(DATA TO USE begins)

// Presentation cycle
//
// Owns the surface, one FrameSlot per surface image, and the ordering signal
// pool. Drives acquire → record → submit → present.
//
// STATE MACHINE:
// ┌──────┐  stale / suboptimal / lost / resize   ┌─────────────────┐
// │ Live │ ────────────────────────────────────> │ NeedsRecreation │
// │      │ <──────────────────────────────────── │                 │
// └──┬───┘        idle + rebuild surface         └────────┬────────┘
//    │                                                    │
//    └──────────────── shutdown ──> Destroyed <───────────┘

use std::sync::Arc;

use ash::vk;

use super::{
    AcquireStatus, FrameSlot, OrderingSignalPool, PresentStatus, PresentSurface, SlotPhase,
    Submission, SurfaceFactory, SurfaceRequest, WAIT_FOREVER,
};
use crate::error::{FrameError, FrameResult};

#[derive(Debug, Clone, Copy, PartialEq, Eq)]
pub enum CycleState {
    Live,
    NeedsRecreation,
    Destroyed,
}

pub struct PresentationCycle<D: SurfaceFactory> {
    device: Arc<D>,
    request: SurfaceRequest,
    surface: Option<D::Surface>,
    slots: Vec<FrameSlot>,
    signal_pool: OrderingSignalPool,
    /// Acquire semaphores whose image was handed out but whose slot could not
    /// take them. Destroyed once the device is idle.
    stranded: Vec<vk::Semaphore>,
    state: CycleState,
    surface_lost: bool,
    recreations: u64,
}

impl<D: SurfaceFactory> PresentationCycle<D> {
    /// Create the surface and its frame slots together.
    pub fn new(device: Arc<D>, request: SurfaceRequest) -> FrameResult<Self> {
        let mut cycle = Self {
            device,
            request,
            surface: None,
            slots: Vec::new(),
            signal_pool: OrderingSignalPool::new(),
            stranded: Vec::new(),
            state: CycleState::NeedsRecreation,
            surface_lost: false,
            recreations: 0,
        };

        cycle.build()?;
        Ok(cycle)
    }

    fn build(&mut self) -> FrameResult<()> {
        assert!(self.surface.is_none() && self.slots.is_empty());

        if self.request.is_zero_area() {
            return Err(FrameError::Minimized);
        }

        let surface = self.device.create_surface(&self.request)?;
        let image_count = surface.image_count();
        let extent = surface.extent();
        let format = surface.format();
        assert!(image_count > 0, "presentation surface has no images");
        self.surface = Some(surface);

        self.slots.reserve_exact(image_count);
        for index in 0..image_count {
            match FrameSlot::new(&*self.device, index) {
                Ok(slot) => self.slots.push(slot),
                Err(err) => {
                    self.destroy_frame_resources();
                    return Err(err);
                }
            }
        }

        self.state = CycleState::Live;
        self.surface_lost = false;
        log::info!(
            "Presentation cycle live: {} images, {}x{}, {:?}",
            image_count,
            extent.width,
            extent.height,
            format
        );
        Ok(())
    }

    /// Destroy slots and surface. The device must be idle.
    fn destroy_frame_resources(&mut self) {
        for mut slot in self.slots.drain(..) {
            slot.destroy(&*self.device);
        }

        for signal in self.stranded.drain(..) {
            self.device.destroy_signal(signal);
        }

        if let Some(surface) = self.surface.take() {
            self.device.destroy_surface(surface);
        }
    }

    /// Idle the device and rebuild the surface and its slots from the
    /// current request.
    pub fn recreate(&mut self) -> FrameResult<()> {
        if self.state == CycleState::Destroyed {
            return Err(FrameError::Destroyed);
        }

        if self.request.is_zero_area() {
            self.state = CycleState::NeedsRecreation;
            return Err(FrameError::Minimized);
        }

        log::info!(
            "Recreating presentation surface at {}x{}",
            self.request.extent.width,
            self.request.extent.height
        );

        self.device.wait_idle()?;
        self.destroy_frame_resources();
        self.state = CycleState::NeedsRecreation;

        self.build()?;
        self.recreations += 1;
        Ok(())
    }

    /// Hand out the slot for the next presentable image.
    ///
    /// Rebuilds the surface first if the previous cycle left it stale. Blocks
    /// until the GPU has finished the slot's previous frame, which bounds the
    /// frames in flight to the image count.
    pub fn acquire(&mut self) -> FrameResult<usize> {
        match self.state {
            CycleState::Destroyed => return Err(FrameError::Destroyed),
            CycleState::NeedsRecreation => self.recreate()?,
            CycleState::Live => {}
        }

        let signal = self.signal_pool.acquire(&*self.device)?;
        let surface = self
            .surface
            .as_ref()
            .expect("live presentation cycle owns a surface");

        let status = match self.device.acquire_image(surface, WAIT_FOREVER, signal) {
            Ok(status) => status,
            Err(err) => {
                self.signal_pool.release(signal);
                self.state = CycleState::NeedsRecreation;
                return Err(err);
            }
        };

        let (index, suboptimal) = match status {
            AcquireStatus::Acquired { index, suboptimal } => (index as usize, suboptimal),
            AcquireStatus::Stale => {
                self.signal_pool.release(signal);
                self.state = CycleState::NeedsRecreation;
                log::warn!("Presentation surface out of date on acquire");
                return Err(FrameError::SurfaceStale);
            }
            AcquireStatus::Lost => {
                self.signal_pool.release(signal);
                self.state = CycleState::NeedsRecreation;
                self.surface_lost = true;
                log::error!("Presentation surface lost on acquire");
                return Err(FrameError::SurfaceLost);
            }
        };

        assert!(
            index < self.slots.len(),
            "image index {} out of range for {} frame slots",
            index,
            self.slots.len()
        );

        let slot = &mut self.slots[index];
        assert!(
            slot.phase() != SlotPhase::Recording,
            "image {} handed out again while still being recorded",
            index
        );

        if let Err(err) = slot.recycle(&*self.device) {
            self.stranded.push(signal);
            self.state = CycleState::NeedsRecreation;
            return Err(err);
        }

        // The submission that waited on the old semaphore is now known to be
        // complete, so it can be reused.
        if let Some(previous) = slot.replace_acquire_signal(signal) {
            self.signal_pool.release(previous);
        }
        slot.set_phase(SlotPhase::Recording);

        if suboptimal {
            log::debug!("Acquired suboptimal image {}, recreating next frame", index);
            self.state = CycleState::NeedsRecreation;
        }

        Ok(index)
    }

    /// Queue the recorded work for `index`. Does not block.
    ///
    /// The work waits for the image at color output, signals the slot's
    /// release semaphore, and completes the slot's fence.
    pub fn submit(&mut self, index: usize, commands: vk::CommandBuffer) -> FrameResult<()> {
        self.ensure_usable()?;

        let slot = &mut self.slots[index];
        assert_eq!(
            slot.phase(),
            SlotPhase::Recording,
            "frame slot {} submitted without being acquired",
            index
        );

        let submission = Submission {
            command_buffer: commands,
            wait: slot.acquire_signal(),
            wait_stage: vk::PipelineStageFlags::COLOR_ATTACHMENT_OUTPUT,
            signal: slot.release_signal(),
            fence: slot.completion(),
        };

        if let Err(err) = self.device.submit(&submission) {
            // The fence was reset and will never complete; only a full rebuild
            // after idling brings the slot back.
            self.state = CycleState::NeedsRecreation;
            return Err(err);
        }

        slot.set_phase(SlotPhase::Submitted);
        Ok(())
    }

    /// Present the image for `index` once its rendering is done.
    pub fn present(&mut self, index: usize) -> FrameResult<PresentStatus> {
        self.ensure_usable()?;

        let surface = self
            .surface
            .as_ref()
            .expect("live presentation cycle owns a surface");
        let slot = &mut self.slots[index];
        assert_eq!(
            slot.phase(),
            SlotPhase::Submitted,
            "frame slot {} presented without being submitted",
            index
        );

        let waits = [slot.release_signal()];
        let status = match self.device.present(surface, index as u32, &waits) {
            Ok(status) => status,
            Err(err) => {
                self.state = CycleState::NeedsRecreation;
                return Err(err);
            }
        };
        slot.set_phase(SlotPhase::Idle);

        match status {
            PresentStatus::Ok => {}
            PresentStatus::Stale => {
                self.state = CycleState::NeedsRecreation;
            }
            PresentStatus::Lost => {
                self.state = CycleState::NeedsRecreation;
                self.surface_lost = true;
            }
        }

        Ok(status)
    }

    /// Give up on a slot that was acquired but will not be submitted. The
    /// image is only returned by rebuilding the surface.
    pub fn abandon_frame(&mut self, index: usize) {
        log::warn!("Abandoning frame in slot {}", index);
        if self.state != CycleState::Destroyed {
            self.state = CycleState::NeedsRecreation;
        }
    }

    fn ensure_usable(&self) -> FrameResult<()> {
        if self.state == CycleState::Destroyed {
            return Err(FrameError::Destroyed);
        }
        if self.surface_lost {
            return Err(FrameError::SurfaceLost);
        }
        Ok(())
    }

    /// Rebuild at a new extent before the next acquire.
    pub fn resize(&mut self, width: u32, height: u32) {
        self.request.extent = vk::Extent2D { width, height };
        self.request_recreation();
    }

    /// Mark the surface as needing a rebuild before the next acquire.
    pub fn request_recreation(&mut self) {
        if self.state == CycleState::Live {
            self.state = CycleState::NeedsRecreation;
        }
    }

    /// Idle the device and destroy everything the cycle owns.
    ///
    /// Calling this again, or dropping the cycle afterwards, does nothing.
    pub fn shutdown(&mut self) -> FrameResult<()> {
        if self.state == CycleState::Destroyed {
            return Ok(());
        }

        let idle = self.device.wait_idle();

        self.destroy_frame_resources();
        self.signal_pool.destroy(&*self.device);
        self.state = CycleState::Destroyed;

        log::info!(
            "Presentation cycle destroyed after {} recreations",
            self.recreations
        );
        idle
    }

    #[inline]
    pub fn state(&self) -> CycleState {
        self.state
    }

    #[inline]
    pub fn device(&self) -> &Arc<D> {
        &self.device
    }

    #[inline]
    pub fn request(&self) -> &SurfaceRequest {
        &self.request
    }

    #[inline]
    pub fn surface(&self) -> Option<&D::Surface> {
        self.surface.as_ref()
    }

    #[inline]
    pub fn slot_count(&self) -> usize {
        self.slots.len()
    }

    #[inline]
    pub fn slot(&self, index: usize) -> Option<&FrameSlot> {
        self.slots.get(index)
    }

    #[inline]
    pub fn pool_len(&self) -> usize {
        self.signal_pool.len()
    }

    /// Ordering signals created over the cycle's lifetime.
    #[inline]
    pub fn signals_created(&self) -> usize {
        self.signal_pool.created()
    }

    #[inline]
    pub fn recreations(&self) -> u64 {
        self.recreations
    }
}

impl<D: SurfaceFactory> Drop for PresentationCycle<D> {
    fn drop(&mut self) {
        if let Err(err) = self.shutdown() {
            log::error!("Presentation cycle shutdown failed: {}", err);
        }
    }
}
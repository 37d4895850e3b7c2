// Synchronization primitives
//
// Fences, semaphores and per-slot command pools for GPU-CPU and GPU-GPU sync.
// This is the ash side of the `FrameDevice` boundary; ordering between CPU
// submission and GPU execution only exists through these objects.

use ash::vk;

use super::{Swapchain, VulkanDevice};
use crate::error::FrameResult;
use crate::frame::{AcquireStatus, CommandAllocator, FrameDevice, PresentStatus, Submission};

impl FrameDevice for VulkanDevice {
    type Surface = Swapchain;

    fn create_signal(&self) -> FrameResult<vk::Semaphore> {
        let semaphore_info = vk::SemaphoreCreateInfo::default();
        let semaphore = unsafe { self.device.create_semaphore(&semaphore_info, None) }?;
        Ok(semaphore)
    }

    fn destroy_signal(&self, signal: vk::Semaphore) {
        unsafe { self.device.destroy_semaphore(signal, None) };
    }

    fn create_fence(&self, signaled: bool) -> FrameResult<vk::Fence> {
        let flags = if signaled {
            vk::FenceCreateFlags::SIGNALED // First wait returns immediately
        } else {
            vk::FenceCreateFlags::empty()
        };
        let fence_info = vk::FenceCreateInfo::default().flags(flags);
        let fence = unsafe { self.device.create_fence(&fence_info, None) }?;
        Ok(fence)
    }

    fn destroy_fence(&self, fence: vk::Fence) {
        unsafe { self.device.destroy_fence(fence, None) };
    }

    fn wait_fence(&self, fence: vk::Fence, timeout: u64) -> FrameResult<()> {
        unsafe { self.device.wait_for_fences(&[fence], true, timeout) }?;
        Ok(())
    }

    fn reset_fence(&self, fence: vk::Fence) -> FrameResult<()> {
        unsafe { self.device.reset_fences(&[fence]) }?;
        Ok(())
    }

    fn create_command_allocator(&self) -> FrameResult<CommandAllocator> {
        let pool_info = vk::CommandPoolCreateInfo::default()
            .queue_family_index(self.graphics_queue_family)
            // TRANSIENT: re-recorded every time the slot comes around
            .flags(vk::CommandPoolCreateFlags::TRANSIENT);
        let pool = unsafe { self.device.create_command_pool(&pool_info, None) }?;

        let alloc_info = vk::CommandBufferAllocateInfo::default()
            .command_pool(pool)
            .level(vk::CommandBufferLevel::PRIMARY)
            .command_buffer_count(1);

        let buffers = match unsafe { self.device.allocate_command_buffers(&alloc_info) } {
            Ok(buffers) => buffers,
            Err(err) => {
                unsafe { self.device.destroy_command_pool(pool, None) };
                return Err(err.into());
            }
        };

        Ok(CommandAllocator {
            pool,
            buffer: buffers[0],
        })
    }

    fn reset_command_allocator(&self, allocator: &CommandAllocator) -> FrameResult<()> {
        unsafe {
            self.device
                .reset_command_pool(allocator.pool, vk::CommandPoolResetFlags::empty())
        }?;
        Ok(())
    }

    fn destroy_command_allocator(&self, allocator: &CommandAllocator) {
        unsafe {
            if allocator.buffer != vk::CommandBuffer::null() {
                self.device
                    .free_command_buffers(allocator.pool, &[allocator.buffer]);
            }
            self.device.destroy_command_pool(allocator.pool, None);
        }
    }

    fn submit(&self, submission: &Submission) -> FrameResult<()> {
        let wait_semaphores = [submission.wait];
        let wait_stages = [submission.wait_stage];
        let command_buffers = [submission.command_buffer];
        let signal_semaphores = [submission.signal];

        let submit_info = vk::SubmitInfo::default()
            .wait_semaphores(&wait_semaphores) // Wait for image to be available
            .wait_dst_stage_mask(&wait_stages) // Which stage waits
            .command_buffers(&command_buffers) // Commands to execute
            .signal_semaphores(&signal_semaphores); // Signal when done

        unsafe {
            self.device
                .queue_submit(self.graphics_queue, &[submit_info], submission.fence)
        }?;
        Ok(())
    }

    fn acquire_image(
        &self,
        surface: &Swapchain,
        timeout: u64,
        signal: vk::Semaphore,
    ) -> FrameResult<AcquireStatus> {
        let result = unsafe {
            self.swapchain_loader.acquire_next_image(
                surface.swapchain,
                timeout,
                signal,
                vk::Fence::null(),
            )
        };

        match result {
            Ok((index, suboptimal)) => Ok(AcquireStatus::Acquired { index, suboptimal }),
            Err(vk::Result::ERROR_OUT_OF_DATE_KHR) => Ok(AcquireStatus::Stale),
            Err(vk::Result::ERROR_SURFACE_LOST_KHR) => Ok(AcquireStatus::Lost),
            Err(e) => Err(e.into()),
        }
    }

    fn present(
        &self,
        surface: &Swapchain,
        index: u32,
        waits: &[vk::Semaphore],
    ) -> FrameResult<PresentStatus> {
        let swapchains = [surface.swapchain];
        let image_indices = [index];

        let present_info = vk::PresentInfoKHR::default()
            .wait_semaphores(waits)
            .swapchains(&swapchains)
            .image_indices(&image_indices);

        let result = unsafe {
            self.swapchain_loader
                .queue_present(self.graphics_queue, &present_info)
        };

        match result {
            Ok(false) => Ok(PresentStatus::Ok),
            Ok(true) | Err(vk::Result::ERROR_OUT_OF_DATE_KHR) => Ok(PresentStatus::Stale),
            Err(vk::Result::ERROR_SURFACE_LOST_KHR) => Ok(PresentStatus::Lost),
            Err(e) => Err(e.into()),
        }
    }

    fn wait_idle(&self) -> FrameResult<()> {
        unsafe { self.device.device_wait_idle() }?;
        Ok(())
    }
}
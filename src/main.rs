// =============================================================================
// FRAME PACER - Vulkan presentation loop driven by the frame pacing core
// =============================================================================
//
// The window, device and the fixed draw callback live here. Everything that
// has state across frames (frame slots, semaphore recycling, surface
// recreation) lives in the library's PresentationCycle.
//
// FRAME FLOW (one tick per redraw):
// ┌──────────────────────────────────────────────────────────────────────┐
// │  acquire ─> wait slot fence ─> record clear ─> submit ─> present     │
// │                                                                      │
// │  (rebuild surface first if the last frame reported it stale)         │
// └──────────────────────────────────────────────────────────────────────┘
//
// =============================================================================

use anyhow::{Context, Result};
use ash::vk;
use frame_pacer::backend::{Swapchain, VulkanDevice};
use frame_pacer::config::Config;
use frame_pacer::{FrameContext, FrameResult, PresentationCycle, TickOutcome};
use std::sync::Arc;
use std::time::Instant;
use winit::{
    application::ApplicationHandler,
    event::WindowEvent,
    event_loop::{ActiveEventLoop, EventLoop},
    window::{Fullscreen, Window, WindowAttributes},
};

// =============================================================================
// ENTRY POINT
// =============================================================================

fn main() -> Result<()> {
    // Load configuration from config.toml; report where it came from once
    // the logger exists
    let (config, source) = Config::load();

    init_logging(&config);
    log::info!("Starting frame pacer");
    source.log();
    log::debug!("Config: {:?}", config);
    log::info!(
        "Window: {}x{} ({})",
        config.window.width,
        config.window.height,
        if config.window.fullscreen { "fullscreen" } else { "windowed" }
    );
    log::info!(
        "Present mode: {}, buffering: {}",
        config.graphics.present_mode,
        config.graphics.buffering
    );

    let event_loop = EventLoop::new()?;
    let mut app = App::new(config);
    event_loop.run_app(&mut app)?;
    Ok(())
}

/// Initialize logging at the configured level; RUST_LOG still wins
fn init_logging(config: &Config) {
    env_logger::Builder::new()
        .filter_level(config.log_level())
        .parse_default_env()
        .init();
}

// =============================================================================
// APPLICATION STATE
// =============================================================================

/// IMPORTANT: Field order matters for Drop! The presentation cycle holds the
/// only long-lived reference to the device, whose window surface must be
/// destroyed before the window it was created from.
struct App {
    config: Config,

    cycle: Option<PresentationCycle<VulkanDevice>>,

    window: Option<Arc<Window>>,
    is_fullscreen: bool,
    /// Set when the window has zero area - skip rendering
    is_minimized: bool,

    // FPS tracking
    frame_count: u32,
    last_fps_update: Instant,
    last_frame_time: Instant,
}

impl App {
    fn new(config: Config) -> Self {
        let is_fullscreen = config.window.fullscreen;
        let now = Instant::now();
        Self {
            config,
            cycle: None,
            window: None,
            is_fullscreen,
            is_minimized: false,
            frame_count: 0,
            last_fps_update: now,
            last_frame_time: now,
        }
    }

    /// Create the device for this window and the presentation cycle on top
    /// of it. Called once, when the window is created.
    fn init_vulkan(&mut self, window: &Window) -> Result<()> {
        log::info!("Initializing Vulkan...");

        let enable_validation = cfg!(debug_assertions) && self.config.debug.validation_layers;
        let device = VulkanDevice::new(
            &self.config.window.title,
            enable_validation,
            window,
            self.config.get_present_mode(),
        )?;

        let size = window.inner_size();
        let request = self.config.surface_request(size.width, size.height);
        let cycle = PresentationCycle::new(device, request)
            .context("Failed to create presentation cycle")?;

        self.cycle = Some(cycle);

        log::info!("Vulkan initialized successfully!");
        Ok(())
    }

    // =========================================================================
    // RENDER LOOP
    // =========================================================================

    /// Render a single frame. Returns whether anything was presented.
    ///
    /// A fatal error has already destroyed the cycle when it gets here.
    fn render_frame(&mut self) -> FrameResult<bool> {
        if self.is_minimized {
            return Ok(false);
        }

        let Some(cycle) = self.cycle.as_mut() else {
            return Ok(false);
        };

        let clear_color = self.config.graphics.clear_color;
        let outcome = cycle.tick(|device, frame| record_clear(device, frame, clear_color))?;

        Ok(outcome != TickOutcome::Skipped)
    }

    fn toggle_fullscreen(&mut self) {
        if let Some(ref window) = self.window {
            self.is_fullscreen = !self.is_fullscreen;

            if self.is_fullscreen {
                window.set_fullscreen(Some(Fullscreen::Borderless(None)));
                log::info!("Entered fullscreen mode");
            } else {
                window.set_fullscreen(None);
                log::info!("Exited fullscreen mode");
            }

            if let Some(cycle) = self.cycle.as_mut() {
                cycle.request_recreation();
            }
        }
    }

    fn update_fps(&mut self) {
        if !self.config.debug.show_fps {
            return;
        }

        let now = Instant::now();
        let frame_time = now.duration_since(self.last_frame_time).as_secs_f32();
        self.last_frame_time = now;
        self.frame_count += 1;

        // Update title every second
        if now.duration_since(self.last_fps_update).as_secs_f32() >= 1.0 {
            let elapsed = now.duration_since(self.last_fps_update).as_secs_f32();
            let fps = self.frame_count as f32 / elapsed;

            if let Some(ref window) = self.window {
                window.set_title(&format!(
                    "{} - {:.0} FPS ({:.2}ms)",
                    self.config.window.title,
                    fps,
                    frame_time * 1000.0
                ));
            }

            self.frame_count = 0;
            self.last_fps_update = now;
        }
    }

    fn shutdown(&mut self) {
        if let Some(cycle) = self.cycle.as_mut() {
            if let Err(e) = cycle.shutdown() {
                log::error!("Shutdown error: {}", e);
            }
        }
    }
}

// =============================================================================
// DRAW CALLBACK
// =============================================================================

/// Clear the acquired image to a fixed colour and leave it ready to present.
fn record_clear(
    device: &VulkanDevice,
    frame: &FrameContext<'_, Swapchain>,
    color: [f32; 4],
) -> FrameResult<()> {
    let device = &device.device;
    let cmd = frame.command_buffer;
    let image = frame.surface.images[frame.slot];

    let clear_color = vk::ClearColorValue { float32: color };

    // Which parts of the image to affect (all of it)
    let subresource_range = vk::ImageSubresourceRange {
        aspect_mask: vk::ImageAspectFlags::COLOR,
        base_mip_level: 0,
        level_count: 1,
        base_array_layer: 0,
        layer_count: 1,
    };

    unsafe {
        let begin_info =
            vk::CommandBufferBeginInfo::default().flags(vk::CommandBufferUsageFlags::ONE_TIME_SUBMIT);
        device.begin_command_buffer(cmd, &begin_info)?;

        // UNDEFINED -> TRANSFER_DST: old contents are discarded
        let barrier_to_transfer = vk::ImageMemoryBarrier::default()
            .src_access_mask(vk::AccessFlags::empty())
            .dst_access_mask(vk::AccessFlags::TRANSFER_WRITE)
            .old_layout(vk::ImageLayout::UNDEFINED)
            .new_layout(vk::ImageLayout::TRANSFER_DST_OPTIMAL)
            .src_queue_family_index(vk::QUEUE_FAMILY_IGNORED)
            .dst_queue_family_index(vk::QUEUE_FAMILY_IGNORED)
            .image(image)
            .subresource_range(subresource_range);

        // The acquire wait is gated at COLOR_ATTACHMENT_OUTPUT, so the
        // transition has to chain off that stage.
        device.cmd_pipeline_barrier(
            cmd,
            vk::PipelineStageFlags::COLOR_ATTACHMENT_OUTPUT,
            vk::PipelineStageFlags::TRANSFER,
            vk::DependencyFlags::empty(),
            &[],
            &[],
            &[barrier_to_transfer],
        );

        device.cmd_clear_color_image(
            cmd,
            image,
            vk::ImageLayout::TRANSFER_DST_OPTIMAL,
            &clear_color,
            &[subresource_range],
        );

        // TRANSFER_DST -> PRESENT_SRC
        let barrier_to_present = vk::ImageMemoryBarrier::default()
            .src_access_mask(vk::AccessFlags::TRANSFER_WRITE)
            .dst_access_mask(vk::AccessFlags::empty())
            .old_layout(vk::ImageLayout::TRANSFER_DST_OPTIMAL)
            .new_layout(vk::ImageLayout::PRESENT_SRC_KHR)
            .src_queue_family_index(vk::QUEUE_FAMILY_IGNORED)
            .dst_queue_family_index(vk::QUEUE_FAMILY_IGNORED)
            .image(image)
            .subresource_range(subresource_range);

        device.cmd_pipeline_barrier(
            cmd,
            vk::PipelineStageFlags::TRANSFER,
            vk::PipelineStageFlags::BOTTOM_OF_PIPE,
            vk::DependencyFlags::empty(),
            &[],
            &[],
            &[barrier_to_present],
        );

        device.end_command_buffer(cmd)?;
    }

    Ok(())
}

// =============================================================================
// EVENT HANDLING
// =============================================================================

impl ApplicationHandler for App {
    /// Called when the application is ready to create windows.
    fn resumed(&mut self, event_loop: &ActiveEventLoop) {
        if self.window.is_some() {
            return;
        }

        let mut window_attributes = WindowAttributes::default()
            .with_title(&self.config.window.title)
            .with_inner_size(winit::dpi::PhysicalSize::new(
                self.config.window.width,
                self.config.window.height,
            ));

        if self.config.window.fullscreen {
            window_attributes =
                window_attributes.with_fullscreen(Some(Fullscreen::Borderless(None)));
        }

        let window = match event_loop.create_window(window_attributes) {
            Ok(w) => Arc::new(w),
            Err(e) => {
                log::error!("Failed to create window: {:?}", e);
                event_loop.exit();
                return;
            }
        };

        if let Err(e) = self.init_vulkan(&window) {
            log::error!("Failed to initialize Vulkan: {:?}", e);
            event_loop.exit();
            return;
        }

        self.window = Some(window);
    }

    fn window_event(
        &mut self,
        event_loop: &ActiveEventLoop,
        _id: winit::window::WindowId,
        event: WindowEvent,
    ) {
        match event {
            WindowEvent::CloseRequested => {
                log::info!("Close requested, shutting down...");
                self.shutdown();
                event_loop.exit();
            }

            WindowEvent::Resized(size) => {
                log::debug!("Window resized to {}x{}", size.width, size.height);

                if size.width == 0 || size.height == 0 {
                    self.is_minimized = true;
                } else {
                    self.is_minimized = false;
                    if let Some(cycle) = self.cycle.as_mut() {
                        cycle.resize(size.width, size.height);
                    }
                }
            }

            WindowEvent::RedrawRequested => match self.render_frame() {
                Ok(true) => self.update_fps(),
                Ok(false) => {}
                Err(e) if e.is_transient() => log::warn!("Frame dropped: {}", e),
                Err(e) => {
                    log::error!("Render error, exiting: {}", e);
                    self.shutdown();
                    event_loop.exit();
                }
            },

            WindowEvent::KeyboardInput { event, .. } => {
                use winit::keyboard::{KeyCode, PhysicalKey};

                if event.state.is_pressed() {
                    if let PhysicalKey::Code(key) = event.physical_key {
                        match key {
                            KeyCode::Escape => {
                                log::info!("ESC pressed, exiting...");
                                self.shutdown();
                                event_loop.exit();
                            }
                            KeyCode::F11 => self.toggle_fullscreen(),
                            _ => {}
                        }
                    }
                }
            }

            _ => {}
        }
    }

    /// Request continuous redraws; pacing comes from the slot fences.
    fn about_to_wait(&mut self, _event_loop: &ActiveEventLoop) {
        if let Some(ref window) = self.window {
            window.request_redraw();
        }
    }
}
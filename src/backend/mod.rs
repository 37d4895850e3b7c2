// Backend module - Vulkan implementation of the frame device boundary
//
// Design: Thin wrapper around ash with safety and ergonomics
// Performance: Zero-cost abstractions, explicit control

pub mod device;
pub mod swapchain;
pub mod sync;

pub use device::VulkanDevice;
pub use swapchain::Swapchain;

(DATA TO USE ends)

■ WHAT IS REQUIRED
All lines in the data above from the one with "pub fn slot(&self, index: usize)" through the one with "type Surface = Swapchain;" must be repeated exactly, and no others.

■ OUTPUT
    pub fn slot(&self, index: usize) -> Option<&FrameSlot> {
        self.slots.get(index)
    }

    #[inline]
    pub fn pool_len(&self) -> usize {
        self.signal_pool.len()
    }

    /// Ordering signals created over the cycle's lifetime.
    #[inline]
    pub fn signals_created(&self) -> usize {
        self.signal_pool.created()
    }

    #[inline]
    pub fn recreations(&self) -> u64 {
        self.recreations
    }
}

impl<D: SurfaceFactory> Drop for PresentationCycle<D> {
    fn drop(&mut self) {
        if let Err(err) = self.shutdown() {
            log::error!("Presentation cycle shutdown failed: {}", err);
        }
    }
}
repository 37d4895850e3b7c2
// Synchronization primitives
//
// Fences, semaphores and per-slot command pools for GPU-CPU and GPU-GPU sync.
// This is the ash side of the `FrameDevice` boundary; ordering between CPU
// submission and GPU execution only exists through these objects.

use ash::vk;

use super::{Swapchain, VulkanDevice};
use crate::error::FrameResult;
use crate::frame::{AcquireStatus, CommandAllocator, FrameDevice, PresentStatus, Submission};

impl FrameDevice for VulkanDevice {
    type Surface = Swapchain;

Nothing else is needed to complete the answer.